Document Type
Original Article
Abstract
This article presents a comprehensive study on the integrated use of the Universal Soil Loss Equation (USLE), Geographic Information System (GIS), and remote sensing (RS) techniques for soil erosion mapping in the Erbil Basin. Soil erosion is a critical environmental issue that affects soil productivity, water quality, and ecosystem health. Understanding the spatial distribution and severity of soil erosion is essential for effective land management and erosion control measures. The study utilizes the USLE model, which considers multiple factors contributing to soil erosion, including rainfall erosivity, soil erodibility, slope length, slope steepness, and land cover. GIS tools were employed to process and analyze the spatial data, including digital elevation models (DEMs), soil maps, rainfall data, and land cover information. Remote sensing data from satellite imagery were incorporated to enhance the accuracy and spatial coverage of the soil erosion mapping.

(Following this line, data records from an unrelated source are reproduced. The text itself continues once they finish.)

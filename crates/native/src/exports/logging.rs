// SPDX-License-Identifier: MIT
// Copyright (c) 2025 ReifyDB

#![allow(non_snake_case)]

use std::sync::OnceLock;

use cbl_dart_abi::EDITION;
use tracing::{info, warn};

use crate::logging::LogConfig;

static LOGGING: OnceLock<bool> = OnceLock::new();

/// Installs the library's tracing subscriber, configured from the environment
///
/// Only the first call does any work; later calls return its result. Returns
/// `false` when the filter is invalid or another subscriber is already installed.
#[unsafe(no_mangle)]
pub extern "C" fn CBLDart_InitLogging() -> bool {
	*LOGGING.get_or_init(|| match LogConfig::from_env().init() {
		Ok(()) => {
			info!(edition = %EDITION, "cbl-dart native library loaded");
			true
		}
		Err(err) => {
			warn!(%err, "cbl-dart native logging not installed");
			false
		}
	})
}
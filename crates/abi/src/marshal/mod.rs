// SPDX-License-Identifier: MIT
// Copyright (c) 2025 ReifyDB

//! Marshaling between `Dart_CObject` slots and native values
//!
//! Writers build a complete [`CObject`](crate::CObject) and replace the target slot
//! in one assignment. Readers check the tag before touching the payload.
//!
//! Nothing here allocates or copies. Pointers and strings written into a slot stay
//! owned by the caller, who must keep them alive until the VM has consumed the
//! slot (for `Dart_PostCObject` that is the return of the call, because the VM
//! copies the message while posting).

mod read;
mod write;
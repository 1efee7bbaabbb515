// SPDX-License-Identifier: MIT
// Copyright (c) 2025 ReifyDB

use core::ffi::c_void;

use tracing::error;

use crate::{
	dart::{CObject, CObjectType, CObjectView, TypedDataType},
	fleece::FLString,
};

impl CObject {
	/// Get the value of an `kInt32` or `kInt64` slot widened to `i64`
	///
	/// `kInt32` values are sign-extended.
	///
	/// # Panics
	/// Panics if the slot holds any other variant. Callers are expected to have
	/// checked the tag already; reaching this through an `extern "C"` export
	/// aborts the process.
	pub fn int_value_as_i64(&self) -> i64 {
		match self.try_int_value_as_i64() {
			Some(value) => value,
			None => {
				error!(tag = self.tag, "Dart_CObject is neither kInt32 nor kInt64");
				panic!("expected a kInt32 or kInt64 Dart_CObject, found tag {}", self.tag);
			}
		}
	}

	/// Like [`CObject::int_value_as_i64`], returning `None` for non-integer slots
	pub fn try_int_value_as_i64(&self) -> Option<i64> {
		match self.object_type() {
			// SAFETY: the tag selects the union field
			Ok(CObjectType::Int32) => Some(i64::from(unsafe { self.value.as_int32 })),
			Ok(CObjectType::Int64) => Some(unsafe { self.value.as_int64 }),
			_ => None,
		}
	}

	/// Get the address stored in a `kNativePointer` slot
	pub fn pointer_value(&self) -> Option<*const c_void> {
		match self.view() {
			Ok(CObjectView::NativePointer {
				ptr,
				..
			}) => Some(ptr),
			_ => None,
		}
	}

	/// Get the byte range referenced by a `Uint8` typed data slot
	///
	/// Returns the same pointer and length that were written, for both internal
	/// and external typed data.
	pub fn fl_string_value(&self) -> Option<FLString> {
		match self.view() {
			Ok(CObjectView::TypedData {
				ty: TypedDataType::Uint8,
				length,
				values,
			}) => Some(FLString {
				buf: values.cast(),
				size: length,
			}),
			Ok(CObjectView::ExternalTypedData {
				ty: TypedDataType::Uint8,
				length,
				data,
				..
			}) => Some(FLString {
				buf: data.cast_const().cast(),
				size: length,
			}),
			_ => None,
		}
	}

	/// Get the element slots of a `kArray` slot
	///
	/// Returns an empty slice for any other variant and for the empty array.
	///
	/// # Safety
	/// The element pointer written into the slot must still be valid for
	/// `length` entries for `'a`.
	pub unsafe fn array_elements<'a>(&self) -> &'a [*mut CObject] {
		match self.view() {
			Ok(CObjectView::Array {
				length,
				values,
			}) if length > 0 && !values.is_null() => {
				// SAFETY: Caller must ensure the element array is still alive
				unsafe { core::slice::from_raw_parts(values.cast_const(), length) }
			}
			_ => &[],
		}
	}
}
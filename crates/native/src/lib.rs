// SPDX-License-Identifier: MIT
// Copyright (c) 2025 ReifyDB

//! Native side of the Couchbase Lite Dart bindings
//!
//! Exposes the `CBLDart_*` C symbols the Dart package binds to with `dart:ffi`.
//! The marshaling itself lives in [`cbl_dart_abi`]; this crate only adapts it to
//! raw pointers and sets up logging.

// #![cfg_attr(not(debug_assertions), deny(warnings))]

pub mod exports;
pub mod logging;

pub use exports::*;
pub use logging::{LogConfig, LogError, LogFormat};
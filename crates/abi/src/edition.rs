// SPDX-License-Identifier: MIT
// Copyright (c) 2025 ReifyDB

//! Build metadata of the vendored Couchbase Lite C library (`CBL_Edition.h`)

use std::fmt::{self, Display, Formatter};

use serde::Serialize;

use crate::fleece::FLString;

pub const CBLITE_VERSION: &str = "3.2.0";
pub const CBLITE_VERSION_NUMBER: u32 = 3002000;
pub const CBLITE_BUILD_NUMBER: u32 = 63;
pub const CBLITE_SOURCE_ID: &str = "42c42c4+bc179d9";
pub const CBLITE_BUILD_TIMESTAMP: &str = "2024-07-20T02:48:21Z";

/// Whether the library was built as Enterprise Edition (`COUCHBASE_ENTERPRISE`)
pub const COUCHBASE_ENTERPRISE: bool = cfg!(feature = "enterprise");

/// The edition this crate was compiled against
pub const EDITION: Edition = Edition {
	version: CBLITE_VERSION,
	version_number: CBLITE_VERSION_NUMBER,
	build_number: CBLITE_BUILD_NUMBER,
	source_id: CBLITE_SOURCE_ID,
	build_timestamp: CBLITE_BUILD_TIMESTAMP,
	enterprise: COUCHBASE_ENTERPRISE,
};

/// Read-only Couchbase Lite build metadata
#[derive(Debug, Clone, Copy, PartialEq, Eq, Serialize)]
pub struct Edition {
	/// Semantic version, e.g. `3.2.0`
	pub version: &'static str,
	/// `major * 1_000_000 + minor * 1_000 + patch`
	pub version_number: u32,
	pub build_number: u32,
	/// Short source-control hashes of the library and its core
	pub source_id: &'static str,
	/// ISO-8601 build time
	pub build_timestamp: &'static str,
	pub enterprise: bool,
}

impl Edition {
	pub const fn major(&self) -> u32 {
		self.version_number / 1_000_000
	}

	pub const fn minor(&self) -> u32 {
		self.version_number / 1_000 % 1_000
	}

	pub const fn patch(&self) -> u32 {
		self.version_number % 1_000
	}

	/// `CE` or `EE`
	pub const fn edition_code(&self) -> &'static str {
		if self.enterprise { "EE" } else { "CE" }
	}

	/// FFI representation with strings pointing at static data
	pub fn to_ffi(&self) -> EditionFFI {
		EditionFFI {
			version: FLString::from(self.version),
			version_number: self.version_number,
			build_number: self.build_number,
			source_id: FLString::from(self.source_id),
			build_timestamp: FLString::from(self.build_timestamp),
			enterprise: self.enterprise,
		}
	}
}

impl Display for Edition {
	fn fmt(&self, f: &mut Formatter<'_>) -> fmt::Result {
		write!(f, "{}-{} ({}) {}", self.version, self.build_number, self.source_id, self.edition_code())
	}
}

/// FFI-safe edition metadata
///
/// All strings reference `'static` data and are never freed.
#[repr(C)]
#[derive(Debug, Clone, Copy)]
pub struct EditionFFI {
	pub version: FLString,
	pub version_number: u32,
	pub build_number: u32,
	pub source_id: FLString,
	pub build_timestamp: FLString,
	pub enterprise: bool,
}

#[cfg(test)]
mod tests {
	use super::*;

	#[test]
	fn test_version_number_matches_version_string() {
		let expected = format!("{}.{}.{}", EDITION.major(), EDITION.minor(), EDITION.patch());
		assert_eq!(expected, EDITION.version);
	}

	#[test]
	fn test_display() {
		let edition = Edition {
			enterprise: false,
			..EDITION
		};
		assert_eq!(edition.to_string(), "3.2.0-63 (42c42c4+bc179d9) CE");

		let edition = Edition {
			enterprise: true,
			..EDITION
		};
		assert_eq!(edition.to_string(), "3.2.0-63 (42c42c4+bc179d9) EE");
	}

	#[test]
	fn test_enterprise_follows_feature() {
		assert_eq!(EDITION.enterprise, cfg!(feature = "enterprise"));
	}

	#[test]
	fn test_serialize() {
		let json = serde_json::to_value(EDITION).unwrap();
		assert_eq!(json["version"], "3.2.0");
		assert_eq!(json["version_number"], 3002000);
		assert_eq!(json["build_number"], 63);
		assert_eq!(json["source_id"], "42c42c4+bc179d9");
		assert_eq!(json["build_timestamp"], "2024-07-20T02:48:21Z");
	}

	#[test]
	fn test_to_ffi_references_static_strings() {
		let ffi = EDITION.to_ffi();
		assert_eq!(unsafe { ffi.version.as_str() }, Ok("3.2.0"));
		assert_eq!(unsafe { ffi.source_id.as_str() }, Ok(CBLITE_SOURCE_ID));
		assert_eq!(ffi.build_timestamp.size, CBLITE_BUILD_TIMESTAMP.len());
		assert_eq!(ffi.version_number, CBLITE_VERSION_NUMBER);
	}
}
// SPDX-License-Identifier: MIT
// Copyright (c) 2025 ReifyDB

//! FFI-safe Fleece byte views

mod slice;

pub use slice::*;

By integrating these approaches, a comprehensive soil erosion map of the Erbil Basin was generated, providing insights into the extent and severity of erosion across the study area. The results depicted variations in soil erosion rates, identifying high-risk areas prone to erosion and highlighting the factors contributing to erosion vulnerability. The estimated yearly soil loss in the context of USLE was ranged from 1.9 to 6.3 ton per hectare.
Keywords
Soil erosion mapping, USLE, GIS, remote sensing, Erbil Basin.
How to Cite This Article
Salih, Hemn O.; Keya, Dawod R.; and Mohammed, Kamyar M.
(2023)
"Integrated use of USLE, GIS, and remote sensing for soil erosion mapping in Erbil Basin,"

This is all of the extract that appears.